According to another aspect of the present application, there is provided another key processing method, including: the method comprises the steps that a cipher machine receives a key change broadcast message sent by a key management system, wherein the key change broadcast message is used for indicating that a key in a target cipher machine is changed, and the target cipher machine and the cipher machine are registered cipher machines under corresponding accounts of the same account authentication information; the key change is performed according to the key change broadcast message.
Optionally, before the cryptographic machine receives the key change broadcast message sent by the key management system, the method further comprises: receiving account authentication information and address information of a key management system, wherein the account authentication information is used for logging in the key management system to distribute keys to the cipher machine; sending a registration request to a key management system, wherein the registration request carries account authentication information; and receiving a registration feedback message sent by the key management system, wherein the registration feedback message is used for indicating the registration condition of the cipher machine under an account corresponding to the account authentication information, and the cipher machine is the cipher machine sending the registration request.
Optionally, after receiving the account authentication information and the address information of the key management system, the method further comprises: sending a key downloading request to a key management system, wherein the key downloading request carries account authentication information; and receiving a plurality of keys returned by the key management system in response to the key downloading request, wherein the plurality of keys are a plurality of keys associated with the account authentication information.
Optionally, after receiving the plurality of keys returned by the key management system in response to the key download request, the method further comprises: receiving a key operation instruction sent by a client; executing the content indicated by the key operation instruction, and sending a key change message to the key management system, wherein the key change message carries account authentication information.
According to another aspect of the present application, there is provided a key processing system including: the key management system is used for establishing communication connection with the cipher machine through the address information and the account authentication information, and sending a key change broadcast message to a registered cipher machine corresponding to the account authentication information under the condition that the cipher machine is changed in key; the plurality of cipher machines are used for downloading a plurality of keys corresponding to the account authentication information from the key management system when communication connection is established with the key management system, and also used for sending a key change message to the key management system when key change occurs; the client is used for sending the password operation instructions to the plurality of the password machines, receiving data returned by the plurality of the password machines when executing the password operation instructions, and issuing a key change message to a target password machine in the plurality of the password machines, wherein the password operation instructions are encryption instructions or decryption instructions.

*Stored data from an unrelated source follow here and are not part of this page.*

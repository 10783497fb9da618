//! Access token authentication middleware for protecting API endpoints.
//!
//! The middleware reads the token from the Authorization header, asks the
//! auth service to validate it, and injects the caller's identity into the
//! request. Both `Bearer <token>` and a bare token are accepted.

use actix_web::{
    body::EitherBody,
    dev::{Service, ServiceRequest, ServiceResponse, Transform},
    error::ErrorUnauthorized,
    http::header::AUTHORIZATION,
    Error, FromRequest, HttpMessage, HttpRequest,
};
use async_trait::async_trait;
use futures_util::future::LocalBoxFuture;
use std::{
    future::{ready, Ready},
    rc::Rc,
    sync::Arc,
    task::{Context, Poll},
};

use ta_core::repositories::{RevocationIndex, SessionRepository, UserRepository};
use ta_core::services::auth::{AuthService, PasswordHasher, Status};

use crate::handlers::handle_status;

/// Authenticated caller injected into requests
#[derive(Debug, Clone, PartialEq, Eq)]
pub struct AuthContext {
    /// Subject of the validated access token
    pub user_id: i64,
}

/// Anything that can turn an access token into a user id
#[async_trait]
pub trait TokenValidator: Send + Sync {
    async fn validate_access_token(&self, token: &str) -> Result<i64, Status>;
}

#[async_trait]
impl<U, R, I, H> TokenValidator for AuthService<U, R, I, H>
where
    U: UserRepository + 'static,
    R: SessionRepository + 'static,
    I: RevocationIndex + 'static,
    H: PasswordHasher,
{
    async fn validate_access_token(&self, token: &str) -> Result<i64, Status> {
        let response = self.validate(token).await?;
        response.user_id.parse().map_err(|_| {
            tracing::error!("Validated token carried a non-numeric subject");
            Status::internal("Internal server error")
        })
    }
}

/// Middleware factory requiring a valid access token
#[derive(Clone)]
pub struct RequireAuth {
    validator: Arc<dyn TokenValidator>,
}

impl RequireAuth {
    pub fn new(validator: Arc<dyn TokenValidator>) -> Self {
        Self { validator }
    }
}

impl<S, B> Transform<S, ServiceRequest> for RequireAuth
where
    S: Service<ServiceRequest, Response = ServiceResponse<B>, Error = Error> + 'static,
    S::Future: 'static,
    B: 'static,
{
    type Response = ServiceResponse<EitherBody<B>>;
    type Error = Error;
    type InitError = ();
    type Transform = RequireAuthMiddleware<S>;
    type Future = Ready<Result<Self::Transform, Self::InitError>>;

    fn new_transform(&self, service: S) -> Self::Future {
        ready(Ok(RequireAuthMiddleware {
            service: Rc::new(service),
            validator: self.validator.clone(),
        }))
    }
}

pub struct RequireAuthMiddleware<S> {
    service: Rc<S>,
    validator: Arc<dyn TokenValidator>,
}

impl<S, B> Service<ServiceRequest> for RequireAuthMiddleware<S>
where
    S: Service<ServiceRequest, Response = ServiceResponse<B>, Error = Error> + 'static,
    S::Future: 'static,
    B: 'static,
{
    type Response = ServiceResponse<EitherBody<B>>;
    type Error = Error;
    type Future = LocalBoxFuture<'static, Result<Self::Response, Self::Error>>;

    fn poll_ready(&self, ctx: &mut Context<'_>) -> Poll<Result<(), Self::Error>> {
        self.service.poll_ready(ctx)
    }

    fn call(&self, req: ServiceRequest) -> Self::Future {
        let service = Rc::clone(&self.service);
        let validator = self.validator.clone();

        Box::pin(async move {
            let outcome = match extract_token(&req) {
                Some(token) => validator.validate_access_token(&token).await,
                None => Err(Status::unauthenticated("Missing Authorization header")),
            };

            match outcome {
                Ok(user_id) => {
                    req.extensions_mut().insert(AuthContext { user_id });
                    service
                        .call(req)
                        .await
                        .map(ServiceResponse::map_into_left_body)
                }
                Err(status) => {
                    let response = handle_status(&status).map_into_right_body();
                    let (request, _payload) = req.into_parts();
                    Ok(ServiceResponse::new(request, response))
                }
            }
        })
    }
}

/// Token from the Authorization header, with or without the `Bearer ` prefix
fn extract_token(req: &ServiceRequest) -> Option<String> {
    let value = req.headers().get(AUTHORIZATION)?.to_str().ok()?.trim();
    let token = match value.strip_prefix("Bearer") {
        Some(rest) if rest.is_empty() || rest.starts_with(' ') => rest.trim(),
        _ => value,
    };

    if token.is_empty() {
        None
    } else {
        Some(token.to_string())
    }
}

/// Extractor for handlers behind [`RequireAuth`]
impl FromRequest for AuthContext {
    type Error = Error;
    type Future = Ready<Result<Self, Self::Error>>;

    fn from_request(req: &HttpRequest, _: &mut actix_web::dev::Payload) -> Self::Future {
        let result = req
            .extensions()
            .get::<AuthContext>()
            .cloned()
            .ok_or_else(|| ErrorUnauthorized("Authentication required"));

        ready(result)
    }
}

#[cfg(test)]
mod tests {
    use super::*;
    use actix_web::test as atest;

    #[test]
    fn test_extract_token() {
        let req = atest::TestRequest::default()
            .insert_header((AUTHORIZATION, "Bearer test_token_123"))
            .to_srv_request();
        assert_eq!(extract_token(&req), Some("test_token_123".to_string()));

        let raw = atest::TestRequest::default()
            .insert_header((AUTHORIZATION, "test_token_123"))
            .to_srv_request();
        assert_eq!(extract_token(&raw), Some("test_token_123".to_string()));

        let blank = atest::TestRequest::default()
            .insert_header((AUTHORIZATION, "Bearer "))
            .to_srv_request();
        assert_eq!(extract_token(&blank), None);

        let missing = atest::TestRequest::default().to_srv_request();
        assert_eq!(extract_token(&missing), None);
    }
}
//! Configuration for the token issuers

use chrono::Duration;
use ta_shared::TokenConfig;

/// Lifetimes shared by the three issuers
#[derive(Debug, Clone)]
pub struct TokenServiceConfig {
    /// Access token lifetime, also the TTL of `access:{jti}`
    pub access_lifetime: Duration,
    /// Refresh token lifetime, also the TTL of `refresh:{jti}`
    pub refresh_lifetime: Duration,
    /// Session token lifetime
    pub session_lifetime: Duration,
}

impl Default for TokenServiceConfig {
    fn default() -> Self {
        Self {
            access_lifetime: Duration::minutes(15),
            refresh_lifetime: Duration::days(30),
            session_lifetime: Duration::days(30),
        }
    }
}

impl TokenServiceConfig {
    /// Build from the environment-level token configuration
    pub fn from_token_config(config: &TokenConfig) -> Self {
        Self {
            access_lifetime: Duration::seconds(config.access_token_expires_in),
            refresh_lifetime: Duration::seconds(config.refresh_token_expires_in),
            session_lifetime: Duration::seconds(config.session_token_expires_in),
        }
    }

    /// Cache TTL for the access mapping
    pub fn access_ttl(&self) -> std::time::Duration {
        to_ttl(self.access_lifetime)
    }

    /// Cache TTL for the refresh mapping
    pub fn refresh_ttl(&self) -> std::time::Duration {
        to_ttl(self.refresh_lifetime)
    }
}

/// Negative lifetimes clamp to zero; `AppConfig::validate` rejects them upstream.
fn to_ttl(lifetime: Duration) -> std::time::Duration {
    lifetime.to_std().unwrap_or_default()
}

According to another aspect of the present application, a key processing apparatus is provided. The device comprises: the first receiving unit is used for receiving the key change message sent by the cipher machine; the first determining unit is used for determining account authentication information corresponding to the password machines and determining the password machines registered under the accounts corresponding to the account authentication information, wherein the password machines are logged in the password management system through the account authentication information to distribute keys to a plurality of password machines of the password service to be executed; a first transmitting unit for broadcasting a key change message to registered cryptographic machines.
According to another aspect of the present application, another key processing apparatus is provided. The device comprises: a fourth receiving unit, configured to receive, by using the crypto-engine, a key change broadcast message sent by the key management system, where the key change broadcast message is used to indicate that a key in a target crypto-engine is changed, and the target crypto-engine and the crypto-engine are registered crypto-engines under the account corresponding to the same account authentication information; and a changing unit for performing key changing according to the key changing broadcast message.
Through the application, the following steps are adopted: receiving a key change message sent by a cipher machine; determining account authentication information corresponding to the password machines, and determining the password machines registered under the accounts corresponding to the account authentication information, wherein a key management system is logged in through the account authentication information to distribute keys to a plurality of password machines of the password service to be executed; a key change message is broadcast to registered cryptographic machines. The method solves the problems that the key synchronization process is complicated and the key leakage is easy to cause when a plurality of cipher machines are used for providing service for one user in the related art. The association between the cipher machine and the cipher machine is established through the account authentication information, so that the effects of improving the key synchronization efficiency and reducing the key leakage risk are achieved when a plurality of cipher machines jointly provide service for one user.
Drawings
The accompanying drawings, which are included to provide a further understanding of the application, illustrate and explain the application and are not to be construed as limiting the application. In the drawings:
FIG. 1 is a flow chart of a key processing method provided according to an embodiment of the present application;
fig. 2 is a schematic diagram corresponding to an alternative key changing method according to an embodiment of the present application;
FIG. 3 is a flow chart of another key processing method provided in accordance with an embodiment of the present application;
FIG. 4 is a schematic diagram of a key processing system provided in accordance with an embodiment of the present application;
fig. 5 is a schematic diagram of a key processing device according to an embodiment of the present application;
fig. 6 is a schematic diagram of another key processing device according to an embodiment of the present application.
Detailed Description
It should be noted that, in the case of no conflict, the embodiments and features in the embodiments may be combined with each other. The present application will be described in detail below with reference to the accompanying drawings in conjunction with embodiments.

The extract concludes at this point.